Élections américaines 2024 : Marjorie Taylor Greene, la plus zélée des trumpistes

Peut-on être encore plus clivant que Donald Trump sur la scène politique américaine ? Aussi étonnant que cela puisse paraître, la réponse est sans doute… oui.

Depuis sa première victoire au Congrès en 2020, qu’elle a remportée en surfant sur la vague trumpiste, Marjorie Taylor Green, 50 ans, coach sportive venue tardivement à la politique, ne rate aucune provocation. Avec méthode, la représentante s’applique à ne laisser passer aucune controverse sans mettre de l’huile sur le feu. Et ça marche : en 2022, elle a été réélue triomphalement dans sa circonscription du nord-ouest de la Géorgie, à la frontière de l’Alabama et du Tennessee, et fait encore figure de favorite pour le scrutin de novembre.

Dans ce Sud profond solidement républicain, tous les candidats en lice sous cette étiquette s’imposent aisément, avec autour de 75 % des voix, quelle que soit la tendance qu’ils incarnent – plus modérée, comme Mitt Romney, adversaire de Barack Obama en 2012 ; plus radicale, comme Donald Trump, en 2016 et 2020.

Mais Marjorie Taylor Green bouscule les lignes. Non pas parce qu’elle aime poser avec un fusil d’assaut – c’est désormais presque un classique pour les postulants républicains dans cette Amérique rurale. Mais parce qu’elle affiche un complotisme décomplexé, qu’elle reprend à son compte la propagande de Moscou et qu’elle n’hésite pas à accuser une adversaire politique de « trahison », un crime « passible de la mort »…

Il aura fallu à Marjorie Taylor Green très peu de temps pour se faire un nom. Quand elle se lance en politique, c’est une inconnue. Mais Brian Robinson, stratège républicain à Atlanta, comprend très vite qu’il a affaire à un phénomène. Il conseille alors John Cowan, un neurochirurgien qui brigue également le siège de député laissé vacant par le républicain sortant. « On a tout de suite su que c’était une adversaire très douée pour faire campagne, dit-il. Dès le premier débat, virtuel, on était en pleine pandémie, j’ai vu sa capacité à dire tout et n’importe quoi, son aplomb incroyable. Comme Donald Trump. »

Avant 2016, Marjorie Taylor Greene ne se souciait pas de politique. « Elle avait même déclaré n’avoir jamais voté », précise Brian Robinson. Ce qui ne l’empêche pas de remporter facilement la primaire républicaine de 2020. Dans sa circonscription rurale de Géorgie, on aime les personnalités au verbe haut et fort. « Elle n’a peur ni de rien, ni de personne, et ça, ça plaît ici », lâche Matthew Nave, un jeune républicain qui a travaillé avec elle, aujourd’hui responsable local de la campagne de Donald Trump.

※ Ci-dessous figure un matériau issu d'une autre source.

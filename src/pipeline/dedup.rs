//! Novelty detection against the seen set.
//!
//! Computes which results of a cycle have never been reported before and the
//! seen set that would result from reporting them. Nothing is committed
//! here; the caller decides when the updated set becomes durable.

use std::collections::HashSet;

use crate::models::{ResultRecord, SeenSet};

/// Outcome of classifying one cycle's batch.
#[derive(Debug, Clone, Default)]
pub struct Classification {
    /// Previously unseen results in first-seen order
    pub new_records: Vec<ResultRecord>,
    /// Input seen set plus every identifier in `new_records`
    pub seen: SeenSet,
    /// Results dropped by the ignore list
    pub ignored: usize,
}

impl Classification {
    /// Check if there is anything to report.
    pub fn has_new(&self) -> bool {
        !self.new_records.is_empty()
    }

    pub fn new_count(&self) -> usize {
        self.new_records.len()
    }
}

/// Classifier for separating new results from already-reported ones.
#[derive(Debug, Clone, Default)]
pub struct DedupEngine {
    /// Locators that are known in advance and never reported
    ignored_urls: HashSet<String>,
}

impl DedupEngine {
    /// Create an engine without an ignore list.
    pub fn new() -> Self {
        Self::default()
    }

    /// Create an engine that skips the given locators.
    pub fn with_ignored_urls<I, S>(urls: I) -> Self
    where
        I: IntoIterator<Item = S>,
        S: AsRef<str>,
    {
        Self {
            ignored_urls: urls
                .into_iter()
                .map(|u| normalize_url(u.as_ref()))
                .collect(),
        }
    }

    /// Classify a batch against a seen set.
    ///
    /// A record is new iff its identifier is absent from `seen`. Repeated
    /// identifiers within the batch are reported once, at their first
    /// position; batch order is query order, then page order.
    pub fn classify(&self, batch: &[ResultRecord], seen: &SeenSet) -> Classification {
        let mut updated = seen.clone();
        let mut new_records = Vec::new();
        let mut ignored = 0;

        for record in batch {
            if !self.ignored_urls.is_empty()
                && self.ignored_urls.contains(&normalize_url(&record.url))
            {
                ignored += 1;
                continue;
            }
            if updated.insert(record.id.clone(), record.discovered_at) {
                new_records.push(record.clone());
            }
        }

        Classification {
            new_records,
            seen: updated,
            ignored,
        }
    }
}

/// Convenience function to classify without an ignore list.
pub fn classify(batch: &[ResultRecord], seen: &SeenSet) -> Classification {
    DedupEngine::new().classify(batch, seen)
}

fn normalize_url(url: &str) -> String {
    url.trim().trim_end_matches('/').to_ascii_lowercase()
}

Au Congrès, elle s’impose rapidement comme la plus zélée des trumpistes. Par la voix, par ses tenues, qui sont l’occasion de faire passer un message : un masque anti-Covid sur lequel est écrit « Trump a gagné », une casquette « Make America Great Again » (« Maga ») lors d’un discours de Joe Biden devant le Congrès… Toujours en quête d’attention, elle rompt avec le protocole, crie dans l’hémicycle, lance des propos incendiaires.

Des excès qui ne tardent pas à heurter ses collègues. « Trop, c’est trop… », disent-ils. En 2021, elle est privée de certaines de ses prérogatives au Congrès. Mais peu importe. Cheffe de file de la droite dite « Maga », elle devient une figure reconnue. C’est le mécanisme de la politique moderne : des polémiques sur les réseaux sociaux, donc de la visibilité, donc des invitations sur Fox News ou sur les antennes des médias de l’univers Maga, donc des collectes de fonds records, donc une influence croissante, etc.

À Dalton, on imagine déjà la députée promise à de plus importantes fonctions en cas de victoire de Donald Trump le 5 novembre. Un ministère ? Une ambassade ? « À moins que le président n’ait besoin d’elle pour continuer à donner de la voix au Congrès », note Matthew Nave. Donner de la voix, Marjorie Taylor Greene sait faire.